//! Provider registry and per-tenant strategy selection

use super::traits::{ProviderClient, ProviderKind};
use crate::search::Vertical;
use crate::tenant::{TenantScope, WebProvider};
use std::collections::HashMap;
use std::sync::Arc;

/// The configured provider clients
#[derive(Clone, Default)]
pub struct ProviderSet {
    providers: HashMap<ProviderKind, Arc<dyn ProviderClient>>,
}

impl ProviderSet {
    /// Create a new empty set
    pub fn new() -> Self {
        Self::default()
    }

    /// Register a client, replacing any client of the same kind
    pub fn register(&mut self, client: Arc<dyn ProviderClient>) {
        self.providers.insert(client.kind(), client);
    }

    /// Builder-style [`Self::register`]
    pub fn with(mut self, client: Arc<dyn ProviderClient>) -> Self {
        self.register(client);
        self
    }

    /// Get a client by kind
    pub fn get(&self, kind: ProviderKind) -> Option<&Arc<dyn ProviderClient>> {
        self.providers.get(&kind)
    }

    pub fn internal_index(&self) -> Option<&Arc<dyn ProviderClient>> {
        self.get(ProviderKind::InternalIndex)
    }

    /// Primary provider for a tenant and vertical.
    ///
    /// News always comes from the internal index. Web and image follow the
    /// tenant's provider, falling back to the internal index when that
    /// provider is not configured and the tenant has one.
    pub fn select(&self, tenant: &TenantScope, vertical: Vertical) -> Option<Arc<dyn ProviderClient>> {
        let preferred = match vertical {
            Vertical::News => ProviderKind::InternalIndex,
            _ => match tenant.web_provider {
                WebProvider::Bing => ProviderKind::Bing,
                WebProvider::Google => ProviderKind::Google,
                WebProvider::InternalIndex => ProviderKind::InternalIndex,
            },
        };

        self.get(preferred)
            .filter(|client| client.supports(vertical))
            .or_else(|| self.fallback(tenant, preferred, vertical))
            .cloned()
    }

    /// Internal index fallback after `failed` could not serve the request
    pub fn fallback(
        &self,
        tenant: &TenantScope,
        failed: ProviderKind,
        vertical: Vertical,
    ) -> Option<&Arc<dyn ProviderClient>> {
        if !tenant.uses_internal_index || failed == ProviderKind::InternalIndex {
            return None;
        }
        self.internal_index().filter(|client| client.supports(vertical))
    }

    /// Internal index consulted when `primary` answered a web search with no
    /// hits. Applies to every tenant.
    pub fn zero_hits_fallback(
        &self,
        primary: ProviderKind,
        vertical: Vertical,
    ) -> Option<&Arc<dyn ProviderClient>> {
        if vertical != Vertical::Web || primary == ProviderKind::InternalIndex {
            return None;
        }
        self.internal_index().filter(|client| client.supports(vertical))
    }

    /// Get all provider names
    pub fn names(&self) -> Vec<&str> {
        self.providers.values().map(|p| p.name()).collect()
    }

    /// Get number of registered providers
    pub fn len(&self) -> usize {
        self.providers.len()
    }

    /// Check if the set is empty
    pub fn is_empty(&self) -> bool {
        self.providers.is_empty()
    }
}

#[cfg(test)]
mod tests {
    use super::*;
    use crate::cache::CacheKey;
    use crate::providers::{ProviderError, ProviderQuery};
    use crate::results::ProviderResponse;
    use async_trait::async_trait;

    struct Stub(ProviderKind, &'static [Vertical]);

    #[async_trait]
    impl ProviderClient for Stub {
        fn name(&self) -> &str {
            self.0.as_str()
        }

        fn kind(&self) -> ProviderKind {
            self.0
        }

        fn supports(&self, vertical: Vertical) -> bool {
            self.1.contains(&vertical)
        }

        fn cache_key(&self, _query: &ProviderQuery) -> CacheKey {
            CacheKey::internal(Vertical::Web, "", "", 1, 10)
        }

        async fn fetch(&self, _query: &ProviderQuery) -> Result<String, ProviderError> {
            Ok(String::new())
        }

        fn decode(&self, _query: &ProviderQuery, _body: &str) -> Result<ProviderResponse, ProviderError> {
            Ok(ProviderResponse::default())
        }
    }

    const ALL: &[Vertical] = &[Vertical::Web, Vertical::Image, Vertical::News];
    const WEB_IMAGE: &[Vertical] = &[Vertical::Web, Vertical::Image];

    fn set() -> ProviderSet {
        ProviderSet::new()
            .with(Arc::new(Stub(ProviderKind::Bing, WEB_IMAGE)))
            .with(Arc::new(Stub(ProviderKind::InternalIndex, ALL)))
    }

    #[test]
    fn test_select_follows_tenant() {
        let tenant = TenantScope::new("t");
        let set = set();

        assert_eq!(set.select(&tenant, Vertical::Web).unwrap().kind(), ProviderKind::Bing);
        assert_eq!(
            set.select(&tenant, Vertical::News).unwrap().kind(),
            ProviderKind::InternalIndex
        );

        let internal = TenantScope::new("t").with_provider(WebProvider::InternalIndex);
        assert_eq!(
            set.select(&internal, Vertical::Image).unwrap().kind(),
            ProviderKind::InternalIndex
        );
    }

    #[test]
    fn test_missing_provider_falls_back_only_with_internal_index() {
        let set = set();
        let google = TenantScope::new("t").with_provider(WebProvider::Google);
        assert!(set.select(&google, Vertical::Web).is_none());

        let google = google.with_internal_index(true);
        assert_eq!(
            set.select(&google, Vertical::Web).unwrap().kind(),
            ProviderKind::InternalIndex
        );
    }

    #[test]
    fn test_fallback_rules() {
        let set = set();
        let tenant = TenantScope::new("t").with_internal_index(true);

        assert!(set.fallback(&tenant, ProviderKind::Bing, Vertical::Web).is_some());
        assert!(set
            .fallback(&tenant, ProviderKind::InternalIndex, Vertical::Web)
            .is_none());
        assert!(set
            .fallback(&TenantScope::new("t"), ProviderKind::Bing, Vertical::Web)
            .is_none());
    }

    #[test]
    fn test_zero_hits_fallback_ignores_tenant_flag() {
        let set = set();
        assert_eq!(
            set.zero_hits_fallback(ProviderKind::Bing, Vertical::Web)
                .unwrap()
                .kind(),
            ProviderKind::InternalIndex
        );
        assert!(set
            .zero_hits_fallback(ProviderKind::Bing, Vertical::Image)
            .is_none());
        assert!(set
            .zero_hits_fallback(ProviderKind::InternalIndex, Vertical::Web)
            .is_none());
        assert!(ProviderSet::new()
            .with(Arc::new(Stub(ProviderKind::Bing, WEB_IMAGE)))
            .zero_hits_fallback(ProviderKind::Bing, Vertical::Web)
            .is_none());
    }
}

_REQUIRED WORK_
Please print the records above exactly, leaving nothing out.

_OUTPUT BELOW_
//! Provider registry and per-tenant strategy selection

use super::traits::{ProviderClient, ProviderKind};
use crate::search::Vertical;
use crate::tenant::{TenantScope, WebProvider};
use std::collections::HashMap;
use std::sync::Arc;

/// The configured provider clients
#[derive(Clone, Default)]
pub struct ProviderSet {
    providers: HashMap<ProviderKind, Arc<dyn ProviderClient>>,
}

impl ProviderSet {
    /// Create a new empty set
    pub fn new() -> Self {
        Self::default()
    }

    /// Register a client, replacing any client of the same kind
    pub fn register(&mut self, client: Arc<dyn ProviderClient>) {
        self.providers.insert(client.kind(), client);
    }

    /// Builder-style [`Self::register`]
    pub fn with(mut self, client: Arc<dyn ProviderClient>) -> Self {
        self.register(client);
        self
    }

    /// Get a client by kind
    pub fn get(&self, kind: ProviderKind) -> Option<&Arc<dyn ProviderClient>> {
        self.providers.get(&kind)
    }

    pub fn internal_index(&self) -> Option<&Arc<dyn ProviderClient>> {
        self.get(ProviderKind::InternalIndex)
    }

    /// Primary provider for a tenant and vertical.
    ///
    /// News always comes from the internal index. Web and image follow the
    /// tenant's provider, falling back to the internal index when that
    /// provider is not configured and the tenant has one.
    pub fn select(&self, tenant: &TenantScope, vertical: Vertical) -> Option<Arc<dyn ProviderClient>> {
        let preferred = match vertical {
            Vertical::News => ProviderKind::InternalIndex,
            _ => match tenant.web_provider {
                WebProvider::Bing => ProviderKind::Bing,
                WebProvider::Google => ProviderKind::Google,
                WebProvider::InternalIndex => ProviderKind::InternalIndex,
            },
        };

        self.get(preferred)
            .filter(|client| client.supports(vertical))
            .or_else(|| self.fallback(tenant, preferred, vertical))
            .cloned()
    }

    /// Internal index fallback after `failed` could not serve the request
    pub fn fallback(
        &self,
        tenant: &TenantScope,
        failed: ProviderKind,
        vertical: Vertical,
    ) -> Option<&Arc<dyn ProviderClient>> {
        if !tenant.uses_internal_index || failed == ProviderKind::InternalIndex {
            return None;
        }
        self.internal_index().filter(|client| client.supports(vertical))
    }

    /// Internal index consulted when `primary` answered a web search with no
    /// hits. Applies to every tenant.
    pub fn zero_hits_fallback(
        &self,
        primary: ProviderKind,
        vertical: Vertical,
    ) -> Option<&Arc<dyn ProviderClient>> {
        if vertical != Vertical::Web || primary == ProviderKind::InternalIndex {
            return None;
        }
        self.internal_index().filter(|client| client.supports(vertical))
    }

    /// Get all provider names
    pub fn names(&self) -> Vec<&str> {
        self.providers.values().map(|p| p.name()).collect()
    }

    /// Get number of registered providers
    pub fn len(&self) -> usize {
        self.providers.len()
    }

    /// Check if the set is empty
    pub fn is_empty(&self) -> bool {
        self.providers.is_empty()
    }
}

#[cfg(test)]
mod tests {
    use super::*;
    use crate::cache::CacheKey;
    use crate::providers::{ProviderError, ProviderQuery};
    use crate::results::ProviderResponse;
    use async_trait::async_trait;

    struct Stub(ProviderKind, &'static [Vertical]);

    #[async_trait]
    impl ProviderClient for Stub {
        fn name(&self) -> &str {
            self.0.as_str()
        }

        fn kind(&self) -> ProviderKind {
            self.0
        }

        fn supports(&self, vertical: Vertical) -> bool {
            self.1.contains(&vertical)
        }

        fn cache_key(&self, _query: &ProviderQuery) -> CacheKey {
            CacheKey::internal(Vertical::Web, "", "", 1, 10)
        }

        async fn fetch(&self, _query: &ProviderQuery) -> Result<String, ProviderError> {
            Ok(String::new())
        }

        fn decode(&self, _query: &ProviderQuery, _body: &str) -> Result<ProviderResponse, ProviderError> {
            Ok(ProviderResponse::default())
        }
    }

    const ALL: &[Vertical] = &[Vertical::Web, Vertical::Image, Vertical::News];
    const WEB_IMAGE: &[Vertical] = &[Vertical::Web, Vertical::Image];

    fn set() -> ProviderSet {
        ProviderSet::new()
            .with(Arc::new(Stub(ProviderKind::Bing, WEB_IMAGE)))
            .with(Arc::new(Stub(ProviderKind::InternalIndex, ALL)))
    }

    #[test]
    fn test_select_follows_tenant() {
        let tenant = TenantScope::new("t");
        let set = set();

        assert_eq!(set.select(&tenant, Vertical::Web).unwrap().kind(), ProviderKind::Bing);
        assert_eq!(
            set.select(&tenant, Vertical::News).unwrap().kind(),
            ProviderKind::InternalIndex
        );

        let internal = TenantScope::new("t").with_provider(WebProvider::InternalIndex);
        assert_eq!(
            set.select(&internal, Vertical::Image).unwrap().kind(),
            ProviderKind::InternalIndex
        );
    }

    #[test]
    fn test_missing_provider_falls_back_only_with_internal_index() {
        let set = set();
        let google = TenantScope::new("t").with_provider(WebProvider::Google);
        assert!(set.select(&google, Vertical::Web).is_none());

        let google = google.with_internal_index(true);
        assert_eq!(
            set.select(&google, Vertical::Web).unwrap().kind(),
            ProviderKind::InternalIndex
        );
    }

    #[test]
    fn test_fallback_rules() {
        let set = set();
        let tenant = TenantScope::new("t").with_internal_index(true);

        assert!(set.fallback(&tenant, ProviderKind::Bing, Vertical::Web).is_some());
        assert!(set
            .fallback(&tenant, ProviderKind::InternalIndex, Vertical::Web)
            .is_none());
        assert!(set
            .fallback(&TenantScope::new("t"), ProviderKind::Bing, Vertical::Web)
            .is_none());
    }

    #[test]
    fn test_zero_hits_fallback_ignores_tenant_flag() {
        let set = set();
        assert_eq!(
            set.zero_hits_fallback(ProviderKind::Bing, Vertical::Web)
                .unwrap()
                .kind(),
            ProviderKind::InternalIndex
        );
        assert!(set
            .zero_hits_fallback(ProviderKind::Bing, Vertical::Image)
            .is_none());
        assert!(set
            .zero_hits_fallback(ProviderKind::InternalIndex, Vertical::Web)
            .is_none());
        assert!(ProviderSet::new()
            .with(Arc::new(Stub(ProviderKind::Bing, WEB_IMAGE)))
            .zero_hits_fallback(ProviderKind::Bing, Vertical::Web)
            .is_none());
    }
}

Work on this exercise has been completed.